Amphitheater AMPH-2 exhibited the most severe PM₁₀ pollution (median = 176.5 µg/m³, max = 541.5 µg/m³), exacerbated by carpet flooring that resuspended coarse particles. LAB-1 and CLASS-1, both facing internal courtyards, showed better ventilation outcomes. For instance, window opening in LAB-1 reduced PM₁₀ by 21.9% (from 57.3 to 44.8 µg/m³) and CO₂ by 305 ppm (from 2049 to 1744 ppm, p = 2.5 × 10⁻⁴⁷). CLASS-1 benefited from cross-ventilation, achieving a 15.9% reduction in CO₂ (from 1708 to 1436 ppm, p = 4.7 × 10⁻⁶⁹).

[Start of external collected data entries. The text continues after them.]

use async_trait::async_trait;
use std::time::Duration;
use tracing::debug;

use super::traits::Responder;
use super::types::ResponderError;
use crate::session::{Locale, Turn};

/// Subject a user message was matched to
#[derive(Debug, Clone, Copy, PartialEq, Eq)]
pub enum Topic {
    Disease,
    Soil,
    Water,
    Weather,
    Crop,
    Thanks,
    Greeting,
}

/// One reply per supported locale
struct Replies {
    en: &'static str,
    hi: &'static str,
    pa: &'static str,
}

impl Replies {
    fn pick(&self, locale: Locale) -> &'static str {
        match locale {
            Locale::En => self.en,
            Locale::Hi => self.hi,
            Locale::Pa => self.pa,
        }
    }
}

struct Rule {
    topic: Topic,
    /// Matched anywhere in the lower-cased message, in any script
    keywords: &'static [&'static str],
    /// Matched only as whole ASCII words ("hi" must not fire on "which")
    words: &'static [&'static str],
    replies: Replies,
}

// Checked in order; first hit wins
static RULES: &[Rule] = &[
    Rule {
        topic: Topic::Disease,
        keywords: &["disease", "pest", "blight", "fungus", "leaf spot", "रोग", "बीमारी", "कीट", "ਬਿਮਾਰੀ", "ਕੀੜੇ"],
        words: &[],
        replies: Replies {
            en: "For plant diseases, first remove affected leaves. Use copper sulfate or organic fungicides. Ensure good air circulation between plants and avoid overhead watering.",
            hi: "पौधों की बीमारियों के लिए, सबसे पहले प्रभावित पत्तियों को हटाएं। कॉपर सल्फेट या जैविक कवकनाशी का उपयोग करें। पौधों के बीच अच्छी हवा का संचार सुनिश्चित करें।",
            pa: "ਪੌਧਿਆਂ ਦੀਆਂ ਬਿਮਾਰੀਆਂ ਲਈ, ਪਹਿਲਾਂ ਪ੍ਰਭਾਵਿਤ ਪੱਤਿਆਂ ਨੂੰ ਹਟਾਓ। ਕਾਪਰ ਸਲਫੇਟ ਜਾਂ ਜੈਵਿਕ ਫੰਗੀਸਾਈਡ ਦੀ ਵਰਤੋਂ ਕਰੋ। ਪੌਧਿਆਂ ਵਿਚਕਾਰ ਚੰਗੀ ਹਵਾ ਦਾ ਸੰਚਾਰ ਯਕੀਨੀ ਬਣਾਓ।",
        },
    },
    Rule {
        topic: Topic::Soil,
        keywords: &["soil", "fertilizer", "मिट्टी", "खाद", "ਮਿੱਟੀ", "ਖਾਦ"],
        words: &[],
        replies: Replies {
            en: "Test your soil regularly. Maintain pH between 6.0-7.0. Use organic fertilizers and practice crop rotation. Also ensure proper drainage for healthy soil.",
            hi: "मिट्टी की जाँच नियमित रूप से करें। pH 6.0-7.0 के बीच रखें। जैविक खाद का उपयोग करें और फसल चक्र अपनाएं। पानी की निकासी का भी ध्यान रखें।",
            pa: "ਮਿੱਟੀ ਦੀ ਨਿਯਮਿਤ ਜਾਂਚ ਕਰੋ। pH 6.0-7.0 ਦੇ ਵਿਚਕਾਰ ਰੱਖੋ। ਜੈਵਿਕ ਖਾਦ ਦੀ ਵਰਤੋਂ ਕਰੋ ਅਤੇ ਫਸਲ ਚੱਕਰ ਅਪਣਾਓ। ਪਾਣੀ ਦੀ ਨਿਕਾਸੀ ਦਾ ਵੀ ਧਿਆਨ ਰੱਖੋ।",
        },
    },
    Rule {
        topic: Topic::Water,
        keywords: &["water", "irrigation", "पानी", "सिंचाई", "ਪਾਣੀ", "ਸਿੰਚਾਈ"],
        words: &[],
        replies: Replies {
            en: "Water in early morning or evening. Check soil moisture before watering. Use drip irrigation where possible to conserve water and improve efficiency.",
            hi: "पानी देने का समय सुबह या शाम का बेहतर होता है। मिट्टी में नमी की जाँच करके ही पानी दें। ड्रिप इरिगेशन का उपयोग करें जहाँ संभव हो।",
            pa: "ਪਾਣੀ ਦੇਣ ਦਾ ਸਮਾਂ ਸਵੇਰੇ ਜਾਂ ਸ਼ਾਮ ਦਾ ਬਿਹਤਰ ਹੁੰਦਾ ਹੈ। ਮਿੱਟੀ ਵਿੱਚ ਨਮੀ ਦੀ ਜਾਂਚ ਕਰਕੇ ਹੀ ਪਾਣੀ ਦਿਓ। ਜਿੱਥੇ ਸੰਭਵ ਹੋਵੇ ਡ੍ਰਿਪ ਸਿੰਚਾਈ ਦੀ ਵਰਤੋਂ ਕਰੋ।",
        },
    },
    Rule {
        topic: Topic::Weather,
        keywords: &["weather", "rain", "mausam", "मौसम", "बारिश", "ਮੌਸਮ", "ਮੀਂਹ"],
        words: &[],
        replies: Replies {
            en: "For weather information, please share your location.",
            hi: "मौसम की जानकारी के लिए कृपया अपना स्थान साझा करें।",
            pa: "ਮੌਸਮ ਦੀ ਜਾਣਕਾਰੀ ਲਈ ਕਿਰਪਾ ਕਰਕੇ ਆਪਣਾ ਟਿਕਾਣਾ ਸਾਂਝਾ ਕਰੋ।",
        },
    },
    Rule {
        topic: Topic::Crop,
        keywords: &["crop", "fasal", "फसल", "ਫਸਲ"],
        words: &[],
        replies: Replies {
            en: "For crop recommendations, please provide information about your soil type and location.",
            hi: "फसल सिफारिशों के लिए, कृपया अपनी मिट्टी के प्रकार और स्थान के बारे में जानकारी दें।",
            pa: "ਫਸਲ ਦੀਆਂ ਸਿਫਾਰਸ਼ਾਂ ਲਈ, ਕਿਰਪਾ ਕਰਕੇ ਆਪਣੀ ਮਿੱਟੀ ਦੀ ਕਿਸਮ ਅਤੇ ਟਿਕਾਣੇ ਬਾਰੇ ਜਾਣਕਾਰੀ ਦਿਓ।",
        },
    },
    Rule {
        topic: Topic::Thanks,
        keywords: &["thank", "shukriya", "धन्यवाद", "शुक्रिया", "ਧੰਨਵਾਦ"],
        words: &[],
        replies: Replies {
            en: "You're welcome! Is there anything else I can help you with?",
            hi: "आपका स्वागत है! क्या मैं किसी और चीज़ में आपकी मदद कर सकता हूँ?",
            pa: "ਜੀ ਆਇਆਂ ਨੂੰ! ਕੀ ਮੈਂ ਕਿਸੇ ਹੋਰ ਚੀਜ਼ ਵਿੱਚ ਤੁਹਾਡੀ ਮਦਦ ਕਰ ਸਕਦਾ ਹਾਂ?",
        },
    },
    Rule {
        topic: Topic::Greeting,
        keywords: &["नमस्ते", "ਸਤ ਸ੍ਰੀ ਅਕਾਲ"],
        words: &["hello", "hi", "hey", "namaste"],
        replies: Replies {
            en: "Hello! How can I assist you today?",
            hi: "नमस्ते! मैं आपकी कैसे मदद कर सकता हूं?",
            pa: "ਸਤ ਸ੍ਰੀ ਅਕਾਲ! ਮੈਂ ਤੁਹਾਡੀ ਕਿਵੇਂ ਮਦਦ ਕਰ ਸਕਦਾ ਹਾਂ?",
        },
    },
];

static DEFAULT_REPLY: Replies = Replies {
    en: "That's a great question! Agriculture involves many factors like soil health, water management, weather conditions, and seed quality. Would you like specific information on any of these topics?",
    hi: "यह एक अच्छा सवाल है! कृषि में कई कारक महत्वपूर्ण होते हैं जैसे मिट्टी, पानी, मौसम और बीज की गुणवत्ता। क्या आप किसी खास विषय पर और जानकारी चाहते हैं?",
    pa: "ਇਹ ਇੱਕ ਚੰਗਾ ਸਵਾਲ ਹੈ! ਖੇਤੀਬਾੜੀ ਵਿੱਚ ਕਈ ਕਾਰਕ ਮਹੱਤਵਪੂਰਨ ਹੁੰਦੇ ਹਨ ਜਿਵੇਂ ਮਿੱਟੀ, ਪਾਣੀ, ਮੌਸਮ ਅਤੇ ਬੀਜ ਦੀ ਗੁਣਵੱਤਾ। ਕੀ ਤੁਸੀਂ ਕਿਸੇ ਖਾਸ ਵਿਸ਼ੇ ਬਾਰੇ ਹੋਰ ਜਾਣਕਾਰੀ ਚਾਹੁੰਦੇ ਹੋ?",
};

fn find_rule(text: &str) -> Option<&'static Rule> {
    let lowered = text.to_lowercase();
    let words: Vec<&str> = lowered
        .split(|c: char| !c.is_alphanumeric())
        .filter(|w| !w.is_empty())
        .collect();

    RULES.iter().find(|rule| {
        rule.keywords.iter().any(|k| lowered.contains(k))
            || rule.words.iter().any(|w| words.contains(w))
    })
}

/// Which topic, if any, a message is about
pub fn classify(text: &str) -> Option<Topic> {
    find_rule(text).map(|rule| rule.topic)
}

/// Canned reply for `text` in the given language
pub fn canned_reply(text: &str, locale: Locale) -> &'static str {
    find_rule(text)
        .map(|rule| &rule.replies)
        .unwrap_or(&DEFAULT_REPLY)
        .pick(locale)
}

/// Responder backed by the built-in keyword table
pub struct LocalResponder {
    reply_delay: Duration,
}

impl LocalResponder {
    /// `reply_delay` simulates typing time; zero answers immediately
    pub fn new(reply_delay: Duration) -> Self {
        Self { reply_delay }
    }
}

impl Default for LocalResponder {
    fn default() -> Self {
        Self::new(Duration::ZERO)
    }
}

#[async_trait]
impl Responder for LocalResponder {
    async fn respond(
        &self,
        text: &str,
        locale: Locale,
        _history: &[Turn],
    ) -> Result<String, ResponderError> {
        if !self.reply_delay.is_zero() {
            tokio::time::sleep(self.reply_delay).await;
        }
        debug!(topic = ?classify(text), %locale, "Local rule lookup");
        Ok(canned_reply(text, locale).to_string())
    }

    fn name(&self) -> &str {
        "local"
    }

    fn is_local(&self) -> bool {
        true
    }
}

Importantly, surface materials and occupant motion emerged as stronger predictors of indoor PM levels than the type of activity performed. AMPH-2, despite low-impact activities, showed more PM pollution than TOOL-1 due to its carpeting. These results call for targeted interventions: entrance matting systems, minimized textile surfaces, occupancy scheduling, and break-time ventilation. For heritage buildings with natural ventilation constraints, such pragmatic strategies are essential for mitigating health risks related to PM and CO₂ exposure.